The following season saw Harris-Wright play more regularly, due to the retirement of first choice hooker John Fogarty. New Leinster coach Joe Schmidt regularly used Harris-Wright as a replacement in the league and in Europe. Harris-Wright made his European debut for Leinster in a 2010–11 Heineken Cup pool stage game against Racing Metro on 9 December 2010. He made his first start for the team against Ospreys in the league on 28 November 2010. Harris-Wright made 11 league appearances in total for the season, with all but three of these coming from the bench. Harris-Wright played in four Heineken Cup games, including the final against Northampton Saints which Leinster won, with all of these appearances coming from the bench.

Harris-Wright stayed with Leinster through summer 2011, playing preseason matches with the team, but the signing of Seán Cronin meant he was no longer as prominent a member of the squad. He left Leinster in November 2011, moving to English side Bristol, having made 16 appearances for Leinster.

===Bristol===

Harris-Wright signed for English side Bristol on 8 November 2011. He made 11 appearances for them throughout the season, as Bristol topped the league table in the 2011–12 RFU Championship. Despite topping their Group in Stage 2 of the competition however, Bristol were beaten by Cornish Pirates 63–53 on aggregate in the play-off semi-finals and missed out on promotion.

===Connacht===

In May 2012, he signed for Connacht, joining them ahead of the 2012–13 season.
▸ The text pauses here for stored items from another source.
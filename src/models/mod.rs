use std::collections::BTreeMap;
use std::fmt;

use serde::{Deserialize, Serialize};

/// Priority bucket a listing falls into for the logged-in applicant
#[derive(Debug, Clone, Copy, Serialize, Deserialize, PartialEq, Eq, PartialOrd, Ord, Hash)]
#[serde(rename_all = "lowercase")]
pub enum Category {
    /// Applicant matches the preference criteria
    Voorrang,
    /// Appliable, but with lower priority
    Geenvoorrang,
    /// Visible, application disallowed
    Uitgesloten,
}

impl Category {
    pub const ALL: [Category; 3] = [
        Category::Voorrang,
        Category::Geenvoorrang,
        Category::Uitgesloten,
    ];

    pub fn as_str(&self) -> &'static str {
        match self {
            Category::Voorrang => "voorrang",
            Category::Geenvoorrang => "geenvoorrang",
            Category::Uitgesloten => "uitgesloten",
        }
    }

    pub fn is_excluded(&self) -> bool {
        matches!(self, Category::Uitgesloten)
    }
}

impl fmt::Display for Category {
    fn fmt(&self, f: &mut fmt::Formatter<'_>) -> fmt::Result {
        f.write_str(self.as_str())
    }
}

/// One listing as seen during a single discovery cycle
#[derive(Debug, Clone, Serialize, Deserialize, PartialEq)]
pub struct ListingSummary {
    pub id: String,
    pub address: String,
    pub property_type: String,
    pub price_display: String,
    pub price_value: f64,
    /// `LIVE`, `SELECTABLE(hh:mm)` or `PREVIEW(hh:mm)`
    pub status_text: String,
    pub is_selectable: bool,
    pub image_url: Option<String>,
    pub category: Category,
}

/// Discovery output: every category is always present, each sorted by price.
pub type CategorizedListings = BTreeMap<Category, Vec<ListingSummary>>;

pub fn empty_categories() -> CategorizedListings {
    Category::ALL.iter().map(|c| (*c, Vec::new())).collect()
}

/// Result of one submission attempt
#[derive(Debug, Clone, Serialize, Deserialize, PartialEq, Eq)]
pub struct ApplicationOutcome {
    pub listing_id: String,
    pub succeeded: bool,
    pub reason: Option<String>,
}

impl ApplicationOutcome {
    pub fn success(listing_id: impl Into<String>, reason: impl Into<String>) -> Self {
        Self {
            listing_id: listing_id.into(),
            succeeded: true,
            reason: Some(reason.into()),
        }
    }

    pub fn failure(listing_id: impl Into<String>, reason: impl Into<String>) -> Self {
        Self {
            listing_id: listing_id.into(),
            succeeded: false,
            reason: Some(reason.into()),
        }
    }
}

/// Form field name to value, ordered for deterministic submission bodies
pub type FormPayload = BTreeMap<String, String>;

#[cfg(test)]
mod tests {
    use super::*;

    #[test]
    fn empty_categories_has_all_three_buckets() {
        let categories = empty_categories();
        assert_eq!(categories.len(), 3);
        assert!(categories.values().all(Vec::is_empty));
    }

    #[test]
    fn category_serializes_lowercase() {
        let json = serde_json::to_string(&Category::Geenvoorrang).expect("serializes");
        assert_eq!(json, "\"geenvoorrang\"");
    }
}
His first game for the province was against his former side Leinster on 28 September 2012. Harris-Wright came on as a replacement, as Connacht beat the Heineken cup holders 34–6. He made 14 league appearances in his debut season, all but two of these coming as starts, and scored his first try for the side in a Pro12 game against Edinburgh on 1 December 2012. Harris-Wright also made appearances in five of Connacht's six 2012–13 Heineken Cup group stage games, starting four.

In the following season, Harris-Wright continued to feature regularly, playing 18 times in the 2013–14 Pro12 and in all six of Connacht's group games in the 2013–14 Heineken Cup. He scored a single try during the course of the season, in a Pro12 game against Scarlets on 23 November 2013. Towards the end of the season however, Harris-Wright suffered a dislocated shoulder against Cardiff Blues and was ruled out for six months.

Harris-Wright missed much of the 2014–15 season with a knee injury sustained against Zebre in the Pro12 on 21 November 2014. He made just two appearances in the 2014–15 Pro12, and another two in the Challenge Cup.

===London Irish===

On 4 August 2016. Harris-Wright was signed by English side London Irish.

===Bristol===

On 11 April 2017, Harris-Wright resigns with Bristol Rugby in the RFU Championship ahead of the 2017–18 season.

==International career==
Internationally, Harris-Wright has played for his country at under-age level. He played 6 times for the Ireland under-19 team before it was merged with the under-21 side to form the Ireland under-20's side. He then earned 10 caps for the Under-20's.